Aus seiner abhängigen Beschäftigung als Theologe bei dem Beigeladenen zu 2) erzielt er nach seinen Angaben ein jährliches Bruttoeinkommen von 57.600,00 Euro. Nach seinen Angaben erhält er ein monatliches Nettoeinkommen von ca. 2.300,00 Euro monatlich, von dem er 1.070,00 Euro Unterhaltszahlungen an seine Kinder und seine geschiedene Ehefrau zahlen muss. Ein Sohn lebt bei ihm. Zum Lebensunterhalt für ihn und für seinen Sohn verbleiben dem Kläger von seinem Einkommen als Theologe 1.230,00 Euro, aus einer Nebentätigkeit als Taxifahrer durchschnittlich 100,00 Euro monatlich sowie das Kindergeld für den Sohn.

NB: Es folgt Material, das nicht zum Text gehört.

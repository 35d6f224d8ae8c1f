// crates/rescode-gen/src/emitter.rs
// ============================================================================
// Module: Go Code Emitter
// Description: Deterministic Go source rendering for error definitions.
// Purpose: Emit typed constants and factory functions for each definition.
// Dependencies: regex, serde_json, thiserror
// ============================================================================

//! ## Overview
//! Emission happens in two passes. Definitions are first lowered into an
//! ordered list of declarations (a constant group and a factory function per
//! definition), composing and checking every Go identifier along the way.
//! The declarations are then rendered into one gofmt-compatible file.
//!
//! The rendered file always contains, in order: the generated-code marker,
//! the package clause, the `rescode` and `codes` imports, one `const` block
//! holding a group per definition, and the factory functions.
//!
//! ## Invariants
//! - Output bytes depend only on the [`GeneratorConfig`].
//! - Declaration order follows definition order.
//! - A `<Key>Desc` constant is emitted only when the description is non-empty.
//! - Field values are not re-validated; only identifiers are checked.
//! - Identifiers follow Go's lexical rule: a Unicode letter or `_`, then
//!   letters, decimal digits, or `_`.
//! - NUL and U+FEFF never appear raw in the output.

// ============================================================================
// SECTION: Imports
// ============================================================================

use std::fmt::Write;
use std::sync::LazyLock;

use regex::Regex;
use thiserror::Error;

use crate::definition::ErrorDefinition;
use crate::definition::GeneratorConfig;

// ============================================================================
// SECTION: Constants
// ============================================================================

/// Marker line recognized by Go tooling as generated code.
pub const GENERATED_MARKER: &str = "// Code generated by rescodegen. DO NOT EDIT.";

/// Import path of the runtime error-value package.
pub const RUNTIME_IMPORT: &str = "github.com/restayway/rescode";

/// Import path of the gRPC status-code package.
pub const CODES_IMPORT: &str = "google.golang.org/grpc/codes";

/// Go keywords, which can never name a declaration.
const GO_KEYWORDS: &[&str] = &[
    "break",
    "case",
    "chan",
    "const",
    "continue",
    "default",
    "defer",
    "else",
    "fallthrough",
    "for",
    "func",
    "go",
    "goto",
    "if",
    "import",
    "interface",
    "map",
    "package",
    "range",
    "return",
    "select",
    "struct",
    "switch",
    "type",
    "var",
];

/// Names the generated file already binds or references.
const RESERVED_NAMES: &[&str] = &["codes", "error", "int", "rescode", "string", "uint64"];

/// Function name Go reserves for argument-less package initializers.
const INIT_FUNC: &str = "init";

/// Function name Go reserves for the entry point of package `main`.
const MAIN_FUNC: &str = "main";

/// Go identifier grammar over Unicode general categories.
static GO_IDENTIFIER: LazyLock<Result<Regex, regex::Error>> =
    LazyLock::new(|| Regex::new(r"^[\p{L}_][\p{L}\p{Nd}_]*$"));

// ============================================================================
// SECTION: Errors
// ============================================================================

/// Errors raised while emitting Go source.
///
/// These indicate inputs the Go toolchain could not compile; they are not
/// produced for definitions with ordinary identifier keys.
#[derive(Debug, Error)]
pub enum GenerateError {
    /// Package name is not a usable Go package identifier.
    #[error("invalid package name '{0}'")]
    InvalidPackage(String),
    /// A composed declaration name is not a valid Go identifier.
    #[error("definition #{index}: invalid Go identifier '{identifier}'")]
    InvalidIdentifier {
        /// Index of the offending definition.
        index: usize,
        /// Composed identifier that failed the check.
        identifier: String,
    },
    /// A literal value could not be rendered.
    #[error("render error: {0}")]
    Render(String),
}

// ============================================================================
// SECTION: Public API
// ============================================================================

/// Generates Go source for the config.
///
/// # Errors
///
/// Returns [`GenerateError`] when a package name or composed identifier is not
/// valid Go, or when a literal cannot be rendered.
///
/// # Examples
/// ```
/// use rescode_gen::ErrorDefinition;
/// use rescode_gen::GeneratorConfig;
/// use rescode_gen::GrpcCode;
/// use rescode_gen::generate_string;
///
/// let config = GeneratorConfig::new(
///     "policy",
///     vec![ErrorDefinition {
///         code: 20001,
///         key: "PolicyNotFound".to_string(),
///         message: "Policy not found".to_string(),
///         http: 404,
///         grpc: GrpcCode::NotFound,
///         desc: None,
///     }],
/// );
/// let source = generate_string(&config)?;
/// assert!(source.contains("func PolicyNotFound(err ...error) *rescode.RC {"));
/// # Ok::<(), rescode_gen::GenerateError>(())
/// ```
pub fn generate(config: &GeneratorConfig) -> Result<Vec<u8>, GenerateError> {
    generate_string(config).map(String::into_bytes)
}

/// Generates Go source for the config as a string.
///
/// # Errors
///
/// Returns [`GenerateError`] under the same conditions as [`generate`].
pub fn generate_string(config: &GeneratorConfig) -> Result<String, GenerateError> {
    let package = config.package_name();
    if !is_go_identifier(package) || package == "_" {
        return Err(GenerateError::InvalidPackage(package.to_string()));
    }
    let declarations = lower(&config.definitions, package)?;
    render(package, &declarations)
}

// ============================================================================
// SECTION: Declarations
// ============================================================================

/// One typed constant inside a group.
#[derive(Debug, Clone, PartialEq, Eq)]
struct ConstSpec {
    /// Constant name.
    name: String,
    /// Go type name.
    ty: &'static str,
    /// Rendered literal value.
    value: String,
}

/// Lowered declarations in output order.
#[derive(Debug, Clone, PartialEq, Eq)]
enum Declaration<'a> {
    /// Constants for one definition, rendered as one aligned group.
    ConstGroup(Vec<ConstSpec>),
    /// Factory function for one definition.
    Factory {
        /// Function name (the definition key).
        name: &'a str,
        /// Non-empty description quoted in the doc comment.
        description: Option<&'a str>,
    },
}

/// Lowers definitions into constant groups followed by factories.
fn lower<'a>(
    definitions: &'a [ErrorDefinition],
    package: &str,
) -> Result<Vec<Declaration<'a>>, GenerateError> {
    let mut groups = Vec::with_capacity(definitions.len());
    let mut factories = Vec::with_capacity(definitions.len());
    for (index, definition) in definitions.iter().enumerate() {
        let key = definition.key.as_str();
        check_identifier(index, key)?;
        check_factory_name(index, key, package)?;
        let mut specs = vec![
            const_spec(index, key, "Code", "uint64", definition.code.to_string())?,
            const_spec(index, key, "HTTP", "int", definition.http.to_string())?,
            const_spec(index, key, "GRPC", "codes.Code", definition.grpc.value().to_string())?,
            const_spec(index, key, "Msg", "string", go_string_literal(&definition.message)?)?,
        ];
        if let Some(description) = definition.description() {
            specs.push(const_spec(index, key, "Desc", "string", go_string_literal(description)?)?);
        }
        groups.push(Declaration::ConstGroup(specs));
        factories.push(Declaration::Factory {
            name: key,
            description: definition.description(),
        });
    }
    groups.extend(factories);
    Ok(groups)
}

/// Composes a suffixed constant name and checks it.
fn const_spec(
    index: usize,
    key: &str,
    suffix: &str,
    ty: &'static str,
    value: String,
) -> Result<ConstSpec, GenerateError> {
    let name = format!("{key}{suffix}");
    check_identifier(index, &name)?;
    Ok(ConstSpec {
        name,
        ty,
        value,
    })
}

/// Rejects names Go cannot declare in the generated file.
fn check_identifier(index: usize, identifier: &str) -> Result<(), GenerateError> {
    if is_go_identifier(identifier) && !RESERVED_NAMES.contains(&identifier) {
        return Ok(());
    }
    Err(GenerateError::InvalidIdentifier {
        index,
        identifier: identifier.to_string(),
    })
}

/// Rejects factory names Go gives a fixed signature.
fn check_factory_name(index: usize, name: &str, package: &str) -> Result<(), GenerateError> {
    if name == INIT_FUNC || (name == MAIN_FUNC && package == MAIN_FUNC) {
        return Err(GenerateError::InvalidIdentifier {
            index,
            identifier: name.to_string(),
        });
    }
    Ok(())
}

// ============================================================================
// SECTION: Rendering
// ============================================================================

/// Renders the full Go file.
fn render(package: &str, declarations: &[Declaration<'_>]) -> Result<String, GenerateError> {
    let mut out = String::new();
    out.push_str(GENERATED_MARKER);
    out.push_str("\n\n");
    out.push_str("package ");
    out.push_str(package);
    out.push_str("\n\n");
    out.push_str("import (\n");
    write_line(&mut out, format_args!("\t\"{RUNTIME_IMPORT}\""))?;
    write_line(&mut out, format_args!("\t\"{CODES_IMPORT}\""))?;
    out.push_str(")\n\n");

    let groups: Vec<&[ConstSpec]> = declarations
        .iter()
        .filter_map(|declaration| match declaration {
            Declaration::ConstGroup(specs) => Some(specs.as_slice()),
            Declaration::Factory { .. } => None,
        })
        .collect();
    if groups.is_empty() {
        out.push_str("const ()\n");
    } else {
        out.push_str("const (\n");
        for (position, specs) in groups.iter().enumerate() {
            if position > 0 {
                out.push('\n');
            }
            render_const_group(&mut out, specs)?;
        }
        out.push_str(")\n");
    }

    for declaration in declarations {
        if let Declaration::Factory {
            name,
            description,
        } = declaration
        {
            out.push('\n');
            render_factory(&mut out, name, *description)?;
        }
    }
    Ok(out)
}

/// Renders one constant group with gofmt column alignment.
fn render_const_group(out: &mut String, specs: &[ConstSpec]) -> Result<(), GenerateError> {
    let name_width = specs.iter().map(|spec| spec.name.chars().count()).max().unwrap_or(0);
    let type_width = specs.iter().map(|spec| spec.ty.len()).max().unwrap_or(0);
    for spec in specs {
        write_line(
            out,
            format_args!(
                "\t{name:<name_width$} {ty:<type_width$} = {value}",
                name = spec.name,
                ty = spec.ty,
                value = spec.value
            ),
        )?;
    }
    Ok(())
}

/// Renders one factory function with its doc comment.
fn render_factory(
    out: &mut String,
    name: &str,
    description: Option<&str>,
) -> Result<(), GenerateError> {
    write_line(out, format_args!("// {name} creates a new {name} error."))?;
    if let Some(description) = description {
        for line in description.lines() {
            let line = line.trim_end();
            if line.is_empty() {
                out.push_str("//\n");
            } else {
                write_line(out, format_args!("// {}", comment_text(line)))?;
            }
        }
    }
    write_line(out, format_args!("func {name}(err ...error) *rescode.RC {{"))?;
    write_line(
        out,
        format_args!(
            "\treturn rescode.New({name}Code, {name}HTTP, {name}GRPC, {name}Msg)(err...)"
        ),
    )?;
    out.push_str("}\n");
    Ok(())
}

/// Appends formatted text and a newline.
fn write_line(out: &mut String, args: std::fmt::Arguments<'_>) -> Result<(), GenerateError> {
    out.write_fmt(args).map_err(|err| GenerateError::Render(err.to_string()))?;
    out.push('\n');
    Ok(())
}

// ============================================================================
// SECTION: Go Syntax Helpers
// ============================================================================

/// Renders a Go interpreted string literal.
///
/// JSON string escaping is a subset of Go's escape syntax, so the JSON
/// encoding of a string is a valid Go literal with the same value. JSON
/// leaves U+FEFF raw, which Go rejects past the start of a file.
fn go_string_literal(value: &str) -> Result<String, GenerateError> {
    serde_json::to_string(value)
        .map(|literal| literal.replace('\u{feff}', "\\ufeff"))
        .map_err(|err| GenerateError::Render(err.to_string()))
}

/// Escapes characters Go forbids even inside comments.
fn comment_text(line: &str) -> String {
    line.replace('\0', "\\u0000").replace('\u{feff}', "\\ufeff")
}

/// Returns true when `value` is a Go identifier and not a keyword.
fn is_go_identifier(value: &str) -> bool {
    GO_IDENTIFIER.as_ref().is_ok_and(|pattern| pattern.is_match(value))
        && !GO_KEYWORDS.contains(&value)
}

#[cfg(test)]
mod tests;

Im August 1996 wandte der Kläger sich gegenüber der Beigeladenen zu 1) gegen die Beitragserhebung zur gesetzlichen Rentenversicherung, weil diese nicht mit dem Grundgesetz (GG) vereinbar sei. Die Beklagte lehnte es mit Bescheid vom 01.10.1996/Widerspruchsbescheid vom 09.01.1997 ab, auf die Erhebung von Pflichtbeiträgen zu verzichten. Hiergegen erhob der Kläger Klage zum Sozialgericht Köln, mit der er hilfsweise die Verminderung der von ihm zur Rentenversicherung entrichteten Beiträge begehrte. Zur Begründung führte er aus, er sei durch die Rentenversicherungspflicht in seinen Grundrechten verletzt. Art. 3 Abs. 1 Grundgesetz sei verletzt, weil seine Generation steigende Abgabenlasten zu tragen habe, selbst aber nicht mehr mit einer auskömmlichen Alterssicherung rechnen dürfe. Damit indiziere der intertemporale Vergleich einen Gleichheitsverstoß, denn mit Belastungsgleichheit sei auch eine Gleichheit in der Zeit gemeint.
Ein weiterer Verstoß gegen Art. 3 Abs. 1 Grundgesetz liege darin, dass er im Vergleich zu Kinderlosen benachteiligt werde, denn er leiste mit der Erziehung der Kinder zusätzlich zu seinen monitären Beiträgen noch bestandssichernde Leistungen für das Rentensystem, ohne das diesen auch nur annähernd wertentsprechende Gegenleistungen gegenüber stünden. Durch Art. 6 Grundgesetz sei dem Gesetzgeber der Verfassungsauftrag erteilt worden, die Transferausbeutung der Familien in den Sozialsystemen mit jedem Gesetzgebungsschritt ein Stück weiter abzubauen. Zur Erfüllung dieses Verfassungsauftrags habe der Gesetzgeber jedoch noch nichts unternommen, sondern die Situation der Eltern im Rentenrecht per Saldo noch verschlechtert.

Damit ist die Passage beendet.